11 May 2009


United States - 1992
Director – ?
Delta Queen Steamboat Company, 1999, VHS
Run time: 5 minutes

This is going to be an intense journey through five minutes of concentrated advertising, and it’s amazing that for the shortest film I’ve reviewed I have more images than any other film I’ve reviewed.

If you believe that Dixieland, that is the plantations and legalised racial hierarchy is nostalgic, then Steamboatin’ tours are for you. The Steamboatin’ tours are all about reclaiming a lost piece of American history, and eating, and making both of them sound incredibly appealing. Steamboatin’ is an experience in long term consequence denial. You can look back in admiration at the history and feel nostalgic despite the slavery, while looking forward with covetous desire to unlimited helpings of chess pie despite the obesity and heart disease.

If the details of the tour sound a little bit dubious, the testimonials of the cosmetics caked blond folks who’ve taken the cruise, and those who lead them will reassure you that this is completely unlike the “blue water” cruises you’ve heard about.

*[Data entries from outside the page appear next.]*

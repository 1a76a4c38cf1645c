//! Reassembly of complete text lines from raw output chunks.

/// What: Buffers raw bytes from a child stream and yields complete lines.
///
/// Details:
/// - Splits on the `\n` byte. In UTF-8 that byte never occurs inside a
///   multi-byte sequence, so a chunk boundary can never cut a character in half
///   once the line is complete.
/// - Each line comes back twice: `raw` as the child wrote it (decoded lossily,
///   newline removed) for the transcript, and `text` with a trailing `\r` and
///   ANSI escape codes stripped for classification.
#[derive(Debug, Default)]
pub struct LineAssembler {
    /// Bytes received after the last newline.
    pending: Vec<u8>,
}

/// One complete output line.
#[derive(Clone, Debug, PartialEq, Eq)]
pub struct Line {
    /// Bytes as received, without the terminating newline.
    pub raw: String,
    /// Plain text used for matching.
    pub text: String,
}

impl Line {
    /// Decode `bytes` (terminator already removed).
    fn decode(bytes: &[u8]) -> Self {
        let trimmed = bytes.strip_suffix(b"\r").unwrap_or(bytes);
        let cleaned = strip_ansi_escapes::strip(trimmed);
        Self {
            raw: String::from_utf8_lossy(bytes).into_owned(),
            text: String::from_utf8_lossy(&cleaned).into_owned(),
        }
    }
}

impl LineAssembler {
    /// Create an empty assembler.
    #[must_use]
    pub fn new() -> Self {
        Self::default()
    }

    /// What: Feed a chunk and collect the lines it completes.
    ///
    /// Inputs:
    /// - `chunk`: Raw bytes as read from the pipe.
    ///
    /// Output:
    /// - Every line terminated inside `chunk` (possibly none).
    pub fn push(&mut self, chunk: &[u8]) -> Vec<Line> {
        self.pending.extend_from_slice(chunk);
        let mut lines = Vec::new();
        while let Some(pos) = self.pending.iter().position(|b| *b == b'\n') {
            let raw: Vec<u8> = self.pending.drain(..=pos).collect();
            lines.push(Line::decode(&raw[..raw.len() - 1]));
        }
        lines
    }

    /// What: Flush the unterminated tail once the stream closed.
    ///
    /// Output:
    /// - `Some(line)` when bytes remain after the last newline, `None` otherwise.
    pub fn finish(&mut self) -> Option<Line> {
        if self.pending.is_empty() {
            return None;
        }
        let raw = std::mem::take(&mut self.pending);
        Some(Line::decode(&raw))
    }
}

#[cfg(test)]
mod tests {
    use super::*;

    fn texts(lines: Vec<Line>) -> Vec<String> {
        lines.into_iter().map(|l| l.text).collect()
    }

    #[test]
    /// What: Lines split across chunks are reassembled in order.
    ///
    /// Inputs:
    /// - Chunks `"Scan"`, `"ning /a\nScanning /b\nInf"`, `"ected files: 0\n"`.
    ///
    /// Output:
    /// - Nothing for the first chunk, then two lines, then the summary line.
    fn push_reassembles_split_lines() {
        let mut asm = LineAssembler::new();
        assert!(asm.push(b"Scan").is_empty());
        assert_eq!(
            texts(asm.push(b"ning /a\nScanning /b\nInf")),
            vec!["Scanning /a".to_string(), "Scanning /b".to_string()]
        );
        assert_eq!(
            texts(asm.push(b"ected files: 0\n")),
            vec!["Infected files: 0".to_string()]
        );
        assert_eq!(asm.finish(), None);
    }

    #[test]
    /// What: Multi-byte characters split mid-sequence survive intact.
    ///
    /// Inputs:
    /// - `"Scanning /tmp/é.txt\n"` fed one byte at a time.
    ///
    /// Output:
    /// - One line equal to the original text.
    fn push_keeps_multibyte_sequences_whole() {
        let text = "Scanning /tmp/é.txt\n";
        let mut asm = LineAssembler::new();
        let mut lines = Vec::new();
        for b in text.as_bytes() {
            lines.extend(texts(asm.push(std::slice::from_ref(b))));
        }
        assert_eq!(lines, vec!["Scanning /tmp/é.txt".to_string()]);
    }

    #[test]
    /// What: CRLF endings and ANSI colours are stripped for matching but kept raw.
    ///
    /// Inputs:
    /// - A coloured CRLF line followed by a tail without newline.
    ///
    /// Output:
    /// - Plain `text`, verbatim `raw`, and the tail returned by `finish`.
    fn crlf_ansi_and_tail_are_handled() {
        let mut asm = LineAssembler::new();
        let lines = asm.push(b"\x1b[31m/x: Eicar FOUND\x1b[0m\r\nInfected files: 1");
        assert_eq!(lines.len(), 1);
        assert_eq!(lines[0].text, "/x: Eicar FOUND");
        assert_eq!(lines[0].raw, "\x1b[31m/x: Eicar FOUND\x1b[0m\r");
        let tail = asm.finish().expect("tail");
        assert_eq!(tail.text, "Infected files: 1");
        assert_eq!(tail.raw, "Infected files: 1");
        assert_eq!(asm.finish(), None);
    }
}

Steamboatin’ cruises (perpetual emphasis on the apostrophe blank, because it’s fucking colloquial and hence authentic) take you to the heart of America where you can witness the majesty and splendor of Ohio cornfields and admire the fully restored celebrations of institutionalized racial exploitation all set to a grating loop of canned popular American folk song clips.

It's one thing to read about these things or have them recited to you by the strung out tour manager, but its another thing entirely to go on shore yourself, and "go back in time" to see the plantations and re-live American history (which I'm beginning to gather includes whipping) the way mark Twain would have (only with a buffet line). We love the plantations and American history and on Steamboatin' tours you can see the plantations and really enjoy it just as much as we do.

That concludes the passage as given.